That’s the lowest level of the fence. The highest level is recognising that if I’m in a violent situation it’s because I’ve created that situation. The lowest level is me protecting a space to control a situation, the highest level is me un-creating that violent situation so that there is no space to protect. Working on the doors I realised that I’d created monsters unconsciously with my beliefs and imagination and then had to defend myself against them. Then I’d complain isn’t this city violent? My wife said to me one day, there’s a common denominator here Geoff and it’s you! Everywhere you go there’s violence.
We create, maintain and dissolve our reality but most of the time this is done unconsciously. If you look at people like Ueshiba, they were very high level, but they found their ascent initially like me through the hard game, through the physical. He had his first epiphany after a life and death battle, and realised the true form of warrior was gentleness and love. If we practice a martial art we need to understand that first.

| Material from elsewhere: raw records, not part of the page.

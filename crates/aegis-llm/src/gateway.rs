//! The LLM gateway.
//!
//! Renders a named template with supplied bindings and calls the
//! completion endpoint, returning text.  The gateway does no interpretation
//! of the text; callers parse.  Transient failures are retried with
//! exponential backoff; identical deterministic renderings (temperature 0)
//! are served from a bounded LRU cache without touching the endpoint.

use std::collections::HashMap;
use std::sync::Arc;
use std::time::Duration;

use moka::future::Cache;

use aegis_registry::RegistryStore;

use crate::client::{CompletionClient, CompletionRequest};
use crate::error::LlmError;

/// Retry/backoff constants.
const BACKOFF_BASE_MS: u64 = 500;
const BACKOFF_JITTER_MS: u64 = 250;

/// Gateway-level failures: either one of the four completion outcomes, or
/// a template that does not exist in the registry.
#[derive(Debug, thiserror::Error)]
pub enum GatewayError {
    #[error(transparent)]
    Llm(#[from] LlmError),

    #[error("template missing: {name}")]
    TemplateMissing { name: String },
}

/// Tunables for the gateway, mirrored from the `[llm]` config section.
#[derive(Debug, Clone)]
pub struct GatewayConfig {
    /// Temperature used when the caller does not supply one.
    pub temperature_default: f32,
    /// Per-call deadline covering the whole retry loop.
    pub deadline: Duration,
    /// Number of attempts for transient failures.
    pub retry_attempts: u32,
    /// Token budget sent to the endpoint.
    pub max_tokens: u32,
    /// Hard cap on returned text size.
    pub max_output_bytes: usize,
}

impl Default for GatewayConfig {
    fn default() -> Self {
        Self {
            temperature_default: 0.1,
            deadline: Duration::from_secs(30),
            retry_attempts: 3,
            max_tokens: 1024,
            max_output_bytes: 64 * 1024,
        }
    }
}

/// Per-call options.
#[derive(Debug, Clone, Default)]
pub struct GenerateOptions {
    /// Override the default temperature.
    pub temperature: Option<f32>,
    /// Override the default output byte cap.
    pub max_output_bytes: Option<usize>,
    /// Override the default deadline.
    pub deadline: Option<Duration>,
}

impl GenerateOptions {
    /// Deterministic sampling (temperature 0); cacheable.
    pub fn deterministic() -> Self {
        Self {
            temperature: Some(0.0),
            ..Self::default()
        }
    }

    /// Options with a specific temperature.
    pub fn with_temperature(temperature: f32) -> Self {
        Self {
            temperature: Some(temperature),
            ..Self::default()
        }
    }
}

/// Template rendering plus completion, with retry and caching.
///
/// Calls are independent; no per-session state is held across calls, so
/// the gateway is freely shared behind an `Arc`.
pub struct Gateway {
    client: Arc<dyn CompletionClient>,
    registry: Arc<RegistryStore>,
    cache: Cache<String, String>,
    config: GatewayConfig,
}

impl Gateway {
    /// Create a gateway over the given completion client and registry.
    pub fn new(
        client: Arc<dyn CompletionClient>,
        registry: Arc<RegistryStore>,
        config: GatewayConfig,
    ) -> Self {
        let cache = Cache::builder()
            .max_capacity(256)
            .time_to_live(Duration::from_secs(300))
            .build();

        Self {
            client,
            registry,
            cache,
            config,
        }
    }

    /// Render `template` with `bindings` and return the completion text.
    ///
    /// Deterministic calls (effective temperature 0) are served from the
    /// cache when an identical rendering was answered recently; cache hits
    /// bypass the retry loop entirely.
    pub async fn generate(
        &self,
        template: &str,
        bindings: &HashMap<String, String>,
        options: GenerateOptions,
    ) -> Result<String, GatewayError> {
        let prompt = self
            .registry
            .template(template)
            .map_err(|_| GatewayError::TemplateMissing {
                name: template.into(),
            })?
            .render(bindings);

        let temperature = options
            .temperature
            .unwrap_or(self.config.temperature_default);
        let deadline = options.deadline.unwrap_or(self.config.deadline);
        let cap = options
            .max_output_bytes
            .unwrap_or(self.config.max_output_bytes);

        let cache_key = (temperature == 0.0).then(|| cache_key(template, bindings));
        if let Some(key) = &cache_key {
            if let Some(hit) = self.cache.get(key).await {
                tracing::debug!(template = template, "gateway cache hit");
                return Ok(hit);
            }
        }

        let request = CompletionRequest {
            prompt,
            temperature,
            max_tokens: self.config.max_tokens,
        };

        let text = tokio::time::timeout(deadline, self.call_with_retry(&request, template))
            .await
            .map_err(|_| {
                tracing::warn!(template = template, "gateway call deadline elapsed");
                LlmError::Timeout {
                    deadline_ms: deadline.as_millis() as u64,
                }
            })??;

        let text = truncate_to_boundary(text, cap);

        if let Some(key) = cache_key {
            self.cache.insert(key, text.clone()).await;
        }

        Ok(text)
    }

    /// Call the endpoint, retrying transient failures with exponential
    /// backoff.  Rejections and quota exhaustion are never retried.
    async fn call_with_retry(
        &self,
        request: &CompletionRequest,
        template: &str,
    ) -> Result<String, LlmError> {
        let attempts = self.config.retry_attempts.max(1);
        let mut last_err = None;

        for attempt in 0..attempts {
            if attempt > 0 {
                let backoff = BACKOFF_BASE_MS * (1 << (attempt - 1)) + jitter_ms();
                tracing::debug!(
                    template = template,
                    attempt = attempt + 1,
                    backoff_ms = backoff,
                    "retrying llm call"
                );
                tokio::time::sleep(Duration::from_millis(backoff)).await;
            }

            match self.client.complete(request).await {
                Ok(text) => return Ok(text),
                Err(e @ LlmError::Unavailable { .. }) => {
                    tracing::warn!(template = template, error = %e, "transient llm failure");
                    last_err = Some(e);
                }
                Err(e) => return Err(e),
            }
        }

        Err(last_err.unwrap_or(LlmError::Unavailable {
            reason: "retries exhausted".into(),
        }))
    }
}

impl std::fmt::Debug for Gateway {
    fn fmt(&self, f: &mut std::fmt::Formatter<'_>) -> std::fmt::Result {
        f.debug_struct("Gateway")
            .field("config", &self.config)
            .field("cached", &self.cache.entry_count())
            .finish()
    }
}

/// Cache key: template name plus bindings normalised by sorted key order.
fn cache_key(template: &str, bindings: &HashMap<String, String>) -> String {
    let mut pairs: Vec<(&str, &str)> = bindings
        .iter()
        .map(|(k, v)| (k.as_str(), v.as_str()))
        .collect();
    pairs.sort_unstable();

    let mut key = String::with_capacity(64);
    key.push_str(template);
    for (k, v) in pairs {
        key.push('\u{1f}');
        key.push_str(k);
        key.push('\u{1e}');
        key.push_str(v);
    }
    key
}

/// Truncate to at most `cap` bytes without splitting a UTF-8 sequence.
fn truncate_to_boundary(mut text: String, cap: usize) -> String {
    if text.len() <= cap {
        return text;
    }
    let mut cut = cap;
    while cut > 0 && !text.is_char_boundary(cut) {
        cut -= 1;
    }
    text.truncate(cut);
    text
}

/// Small deterministic-enough jitter without a PRNG dependency.
fn jitter_ms() -> u64 {
    let nanos = std::time::SystemTime::now()
        .duration_since(std::time::UNIX_EPOCH)
        .map(|d| d.subsec_nanos())
        .unwrap_or(0);
    u64::from(nanos) % BACKOFF_JITTER_MS
}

So that’s a basic overview of the fence, most people have their opinion on whether they think it is effective or not, but for me that’s neither here nor there, I know it is effective. It’s protected me in thousands of situations and it’s very simple in concept, but you need to practice it.
Let’s talk a bit about pressure testing then. You said that from your time on the door you found that martial arts don’t always work. Now there’s reality based self-defence etc who practice using pressure testing. What are your thoughts on this?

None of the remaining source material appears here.